By: Senate Committee on Environment and Public Works

WASHINGTON, DC feb. 20, 2008 - Senator Barbara Boxer, Chairman of the Senate Environment and Public Works (EPW) Committee, and Senator Hillary Rodham Clinton, Chair of the EPW Subcommittee on Superfund and Environmental Health, today called on the Environmental Protection Agency (EPA) to reverse its plan to weaken safeguards for children when the agency uses its Cancer Risk Guidelines, even though children often face greater risk of adverse health impacts from cancer-causing toxins. In a letter to EPA Administrator Stephen Johnson, Boxer and Clinton underscored that EPA's proposed plans go against the recommendations of its independent scientific advisors, its children's health advisory committee, and other scientific and health experts.

"It is unconscionable that the EPA would even consider lowering safeguards that protect children from dangerous carcinogens. Protecting children's health must be paramount and we urge the EPA to stop this shortsighted plan," said Senator Clinton.

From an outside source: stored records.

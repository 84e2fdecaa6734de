//! Identity-provider port implementation over the credential map.

use async_trait::async_trait;

use crate::domain::LoginCredentials;
use crate::domain::ports::{AuthenticatedIdentity, IdentityProvider, IdentityProviderError};

use super::{MemoryPlatform, read_guard};

#[async_trait]
impl IdentityProvider for MemoryPlatform {
    async fn authenticate(
        &self,
        credentials: &LoginCredentials,
    ) -> Result<AuthenticatedIdentity, IdentityProviderError> {
        let registry = read_guard(&self.credentials);
        let Some(registered) = registry.get(credentials.email().as_str()) else {
            return Err(IdentityProviderError::InvalidCredentials);
        };
        if registered.password != credentials.password() {
            return Err(IdentityProviderError::InvalidCredentials);
        }
        Ok(AuthenticatedIdentity {
            id: registered.identity.clone(),
            email: credentials.email().clone(),
        })
    }
}
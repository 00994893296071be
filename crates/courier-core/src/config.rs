//! Configuration for Courier
//!
//! Two records are configured by the caller:
//! - [`ClientOptions`]: how the reqwest transport is built (base URL,
//!   timeouts, default headers, redirects, TLS)
//! - [`RequestOptions`]: the partial pipeline policy (backend field names,
//!   success code, hooks), merged over the defaults into an immutable
//!   [`RequestConfig`]
//!
//! Both data parts can be loaded from YAML, TOML or JSON files.

use crate::error::{Error, Result};
use crate::http::classifier::{ErrorClassifier, StatusTable};
use crate::http::probe::{NetworkProbe, SystemProbe};
use crate::http::transport::Transport;
use crate::types::{Code, Payload, RequestDescriptor, TransportResponse};
use futures::future::{BoxFuture, FutureExt};
use reqwest::header::{HeaderMap, HeaderName, HeaderValue};
use reqwest::Method;
use serde::{de::DeserializeOwned, Deserialize, Serialize};
use serde_json::Value;
use std::collections::HashMap;
use std::future::Future;
use std::path::Path;
use std::sync::Arc;
use std::time::Duration;

/// Transforms the encoded request before it is sent
pub type RequestHook =
    Arc<dyn Fn(RequestDescriptor) -> BoxFuture<'static, anyhow::Result<RequestPatch>> + Send + Sync>;

/// Decides whether a payload reports business success
pub type SuccessPredicate = Arc<dyn Fn(&Value) -> bool + Send + Sync>;

/// Gets a chance to recover from a backend failure; `Some` resolves the request
pub type BackendFailHook = Arc<
    dyn Fn(TransportResponse, Arc<dyn Transport>) -> BoxFuture<'static, Option<TransportResponse>>
        + Send
        + Sync,
>;

/// Changes an `on_request` hook wants applied to the working request
///
/// Only the fields that are set override the request. Headers are merged
/// name by name.
#[derive(Debug, Clone, Default)]
pub struct RequestPatch {
    pub method: Option<Method>,
    pub url: Option<String>,
    pub headers: HeaderMap,
    pub body: Option<Payload>,
    pub timeout: Option<Duration>,
}

impl RequestPatch {
    pub fn new() -> Self {
        Self::default()
    }

    /// Set a header; invalid names or values are skipped
    pub fn header(mut self, name: &str, value: &str) -> Self {
        match (
            HeaderName::from_bytes(name.as_bytes()),
            HeaderValue::from_str(value),
        ) {
            (Ok(name), Ok(value)) => {
                self.headers.insert(name, value);
            }
            _ => tracing::warn!(header = name, "Skipping invalid header in request patch"),
        }
        self
    }

    pub fn method(mut self, method: Method) -> Self {
        self.method = Some(method);
        self
    }

    pub fn url(mut self, url: impl Into<String>) -> Self {
        self.url = Some(url.into());
        self
    }

    pub fn body(mut self, body: Payload) -> Self {
        self.body = Some(body);
        self
    }

    pub fn timeout(mut self, timeout: Duration) -> Self {
        self.timeout = Some(timeout);
        self
    }

    /// Merge this patch into a request
    pub fn apply(self, request: &mut RequestDescriptor) {
        if let Some(method) = self.method {
            request.method = method;
        }
        if let Some(url) = self.url {
            request.url = url;
        }
        request.headers.extend(self.headers);
        if let Some(body) = self.body {
            request.body = body;
        }
        if let Some(timeout) = self.timeout {
            request.timeout = Some(timeout);
        }
    }
}

/// Caller-supplied, partial pipeline policy
///
/// Every field left as `None` falls back to the [`RequestConfig`] default.
#[derive(Clone, Default, Serialize, Deserialize)]
#[serde(default)]
pub struct RequestOptions {
    /// Payload field holding the backend code
    #[serde(alias = "codeKey")]
    pub code_key: Option<String>,

    /// Payload field holding the backend data
    #[serde(alias = "dataKey")]
    pub data_key: Option<String>,

    /// Payload field holding the backend message
    #[serde(alias = "msgKey")]
    pub msg_key: Option<String>,

    /// Code the backend uses for business success
    #[serde(alias = "successCode")]
    pub success_code: Option<Code>,

    /// Extra or overridden status messages
    #[serde(alias = "statusMessages")]
    pub status_messages: Option<HashMap<u16, String>>,

    #[serde(skip)]
    pub on_request: Option<RequestHook>,

    #[serde(skip)]
    pub on_backend_success: Option<SuccessPredicate>,

    #[serde(skip)]
    pub on_backend_fail: Option<BackendFailHook>,

    #[serde(skip)]
    pub status_table: Option<StatusTable>,

    #[serde(skip)]
    pub probe: Option<Arc<dyn NetworkProbe>>,
}

impl std::fmt::Debug for RequestOptions {
    fn fmt(&self, f: &mut std::fmt::Formatter<'_>) -> std::fmt::Result {
        f.debug_struct("RequestOptions")
            .field("code_key", &self.code_key)
            .field("data_key", &self.data_key)
            .field("msg_key", &self.msg_key)
            .field("success_code", &self.success_code)
            .field("status_messages", &self.status_messages)
            .field("on_request", &self.on_request.is_some())
            .field("on_backend_success", &self.on_backend_success.is_some())
            .field("on_backend_fail", &self.on_backend_fail.is_some())
            .finish_non_exhaustive()
    }
}

impl RequestOptions {
    pub fn new() -> Self {
        Self::default()
    }

    /// Load the data fields from a YAML, TOML or JSON file
    pub fn from_file(path: &Path) -> Result<Self> {
        load_file(path)
    }

    pub fn code_key(mut self, key: impl Into<String>) -> Self {
        self.code_key = Some(key.into());
        self
    }

    pub fn data_key(mut self, key: impl Into<String>) -> Self {
        self.data_key = Some(key.into());
        self
    }

    pub fn msg_key(mut self, key: impl Into<String>) -> Self {
        self.msg_key = Some(key.into());
        self
    }

    pub fn success_code(mut self, code: impl Into<Code>) -> Self {
        self.success_code = Some(code.into());
        self
    }

    pub fn status_table(mut self, table: StatusTable) -> Self {
        self.status_table = Some(table);
        self
    }

    pub fn probe(mut self, probe: Arc<dyn NetworkProbe>) -> Self {
        self.probe = Some(probe);
        self
    }

    /// Install the request hook
    pub fn on_request<F, Fut>(mut self, hook: F) -> Self
    where
        F: Fn(RequestDescriptor) -> Fut + Send + Sync + 'static,
        Fut: Future<Output = anyhow::Result<RequestPatch>> + Send + 'static,
    {
        self.on_request = Some(Arc::new(move |request| hook(request).boxed()));
        self
    }

    /// Replace the default backend-success check
    pub fn on_backend_success<F>(mut self, predicate: F) -> Self
    where
        F: Fn(&Value) -> bool + Send + Sync + 'static,
    {
        self.on_backend_success = Some(Arc::new(predicate));
        self
    }

    /// Install the backend-failure recovery hook
    pub fn on_backend_fail<F, Fut>(mut self, hook: F) -> Self
    where
        F: Fn(TransportResponse, Arc<dyn Transport>) -> Fut + Send + Sync + 'static,
        Fut: Future<Output = Option<TransportResponse>> + Send + 'static,
    {
        self.on_backend_fail = Some(Arc::new(move |response, transport| {
            hook(response, transport).boxed()
        }));
        self
    }
}

/// The merged pipeline policy; immutable once built
#[derive(Clone)]
pub struct RequestConfig {
    code_key: String,
    data_key: String,
    msg_key: String,
    success_code: Code,
    on_request: Option<RequestHook>,
    on_backend_success: Option<SuccessPredicate>,
    on_backend_fail: Option<BackendFailHook>,
    status_table: StatusTable,
    probe: Arc<dyn NetworkProbe>,
}

impl Default for RequestConfig {
    fn default() -> Self {
        Self {
            code_key: "code".to_string(),
            data_key: "data".to_string(),
            msg_key: "message".to_string(),
            success_code: Code::Number(200),
            on_request: None,
            on_backend_success: None,
            on_backend_fail: None,
            status_table: StatusTable::default(),
            probe: Arc::new(SystemProbe::new()),
        }
    }
}

impl std::fmt::Debug for RequestConfig {
    fn fmt(&self, f: &mut std::fmt::Formatter<'_>) -> std::fmt::Result {
        f.debug_struct("RequestConfig")
            .field("code_key", &self.code_key)
            .field("data_key", &self.data_key)
            .field("msg_key", &self.msg_key)
            .field("success_code", &self.success_code)
            .field("on_request", &self.on_request.is_some())
            .field("on_backend_success", &self.on_backend_success.is_some())
            .field("on_backend_fail", &self.on_backend_fail.is_some())
            .field("status_table", &self.status_table)
            .finish_non_exhaustive()
    }
}

impl RequestConfig {
    /// Merge caller options over the defaults, field by field
    pub fn from_options(options: RequestOptions) -> Self {
        let defaults = Self::default();

        let mut status_table = options.status_table.unwrap_or(defaults.status_table);
        for (status, msg) in options.status_messages.unwrap_or_default() {
            status_table = status_table.with_entry(status, msg);
        }

        Self {
            code_key: options.code_key.unwrap_or(defaults.code_key),
            data_key: options.data_key.unwrap_or(defaults.data_key),
            msg_key: options.msg_key.unwrap_or(defaults.msg_key),
            success_code: options.success_code.unwrap_or(defaults.success_code),
            on_request: options.on_request,
            on_backend_success: options.on_backend_success,
            on_backend_fail: options.on_backend_fail,
            status_table,
            probe: options.probe.unwrap_or(defaults.probe),
        }
    }

    pub fn code_key(&self) -> &str {
        &self.code_key
    }

    pub fn data_key(&self) -> &str {
        &self.data_key
    }

    pub fn msg_key(&self) -> &str {
        &self.msg_key
    }

    pub fn success_code(&self) -> &Code {
        &self.success_code
    }

    pub fn on_request(&self) -> Option<&RequestHook> {
        self.on_request.as_ref()
    }

    pub fn on_backend_fail(&self) -> Option<&BackendFailHook> {
        self.on_backend_fail.as_ref()
    }

    pub fn status_table(&self) -> &StatusTable {
        &self.status_table
    }

    pub fn probe(&self) -> Arc<dyn NetworkProbe> {
        Arc::clone(&self.probe)
    }

    /// Run the caller's predicate, or compare `payload[code_key]` with the success code
    pub fn is_backend_success(&self, payload: &Value) -> bool {
        match &self.on_backend_success {
            Some(predicate) => predicate(payload),
            None => payload
                .get(&self.code_key)
                .is_some_and(|code| self.success_code.matches(code)),
        }
    }

    /// `payload[data_key]`
    pub fn extract_data<'a>(&self, payload: &'a Value) -> Option<&'a Value> {
        payload.get(&self.data_key)
    }

    /// `payload[msg_key]`, when it is a string
    pub fn extract_message<'a>(&self, payload: &'a Value) -> Option<&'a str> {
        payload.get(&self.msg_key).and_then(Value::as_str)
    }

    pub fn classifier(&self) -> ErrorClassifier {
        ErrorClassifier::new(self.status_table.clone(), self.probe())
    }
}

/// Options for building the reqwest transport
#[derive(Debug, Clone, PartialEq, Serialize, Deserialize)]
#[serde(default)]
pub struct ClientOptions {
    /// Base URL that relative request URLs are joined onto
    pub base_url: Option<String>,

    /// Total request timeout in milliseconds
    pub timeout_ms: u64,

    /// Connection timeout in milliseconds
    pub connect_timeout_ms: u64,

    /// Headers sent with every request
    pub headers: HashMap<String, String>,

    pub follow_redirects: bool,

    pub max_redirects: usize,

    /// Whether to validate TLS certificates
    pub validate_tls: bool,

    pub user_agent: Option<String>,
}

impl Default for ClientOptions {
    fn default() -> Self {
        Self {
            base_url: None,
            timeout_ms: 60_000,
            connect_timeout_ms: 10_000,
            headers: HashMap::new(),
            follow_redirects: true,
            max_redirects: 10,
            validate_tls: true,
            user_agent: None,
        }
    }
}

impl ClientOptions {
    pub fn new() -> Self {
        Self::default()
    }

    /// Load options from a YAML, TOML or JSON file
    pub fn from_file(path: &Path) -> Result<Self> {
        load_file(path)
    }

    pub fn base_url(mut self, base_url: impl Into<String>) -> Self {
        self.base_url = Some(base_url.into());
        self
    }

    pub fn timeout(mut self, timeout: Duration) -> Self {
        self.timeout_ms = timeout.as_millis() as u64;
        self
    }

    pub fn header(mut self, name: impl Into<String>, value: impl Into<String>) -> Self {
        self.headers.insert(name.into(), value.into());
        self
    }

    /// Apply `COURIER_BASE_URL` and `COURIER_TIMEOUT_MS` overrides
    pub fn merge_with_env(&mut self) {
        if let Ok(base_url) = std::env::var("COURIER_BASE_URL") {
            self.base_url = Some(base_url);
        }

        if let Ok(timeout) = std::env::var("COURIER_TIMEOUT_MS") {
            match timeout.parse::<u64>() {
                Ok(ms) => self.timeout_ms = ms,
                Err(_) => tracing::warn!("Invalid COURIER_TIMEOUT_MS: {}, keeping {}", timeout, self.timeout_ms),
            }
        }
    }

    pub fn validate(&self) -> Result<()> {
        if self.timeout_ms == 0 {
            return Err(Error::configuration("timeout_ms cannot be zero"));
        }
        if self.connect_timeout_ms == 0 {
            return Err(Error::configuration("connect_timeout_ms cannot be zero"));
        }
        if let Some(base_url) = &self.base_url {
            url::Url::parse(base_url).map_err(|e| Error::Configuration {
                message: format!("Invalid base URL: {}", base_url),
                source: Some(anyhow::Error::new(e)),
            })?;
        }
        Ok(())
    }

    pub fn request_timeout(&self) -> Duration {
        Duration::from_millis(self.timeout_ms)
    }

    pub fn connect_timeout(&self) -> Duration {
        Duration::from_millis(self.connect_timeout_ms)
    }
}

fn load_file<T: DeserializeOwned>(path: &Path) -> Result<T> {
    let content = std::fs::read_to_string(path)?;

    let value = match path.extension().and_then(|s| s.to_str()) {
        Some("yaml") | Some("yml") => serde_yaml::from_str(&content)?,
        Some("toml") => toml::from_str(&content)?,
        _ => serde_json::from_str(&content)?,
    };

    Ok(value)
}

Senators Boxer and Clinton have been active in working to improve children's environmental health and ensure that the EPA addresses the health impacts of those disproportionately burdened by environmental pollutants. Last year, Senators Boxer and Clinton requested that the Government Accountability Office (GAO) investigate the extent to which EPA incorporates and utilizes the recommendations of the Children's Health Protection Advisory Committee - the body of experts designed to help EPA ensure that the interests of children are represented in the agency's activities. Senator Clinton has also introduced legislation to help decrease exposures to the environmental pollutants linked to childhood illness, including lead poisoning and asthma.

The text of the letter follows:

Dear Administrator Johnson,

We urge the Environmental Protection Agency (EPA) to ensure that its Cancer Risk Guidelines include a built-in margin of additional safety for children, as has been repeatedly recommended the agency's independent scientific advisors, its children's health advisory committee, and other scientific and health experts.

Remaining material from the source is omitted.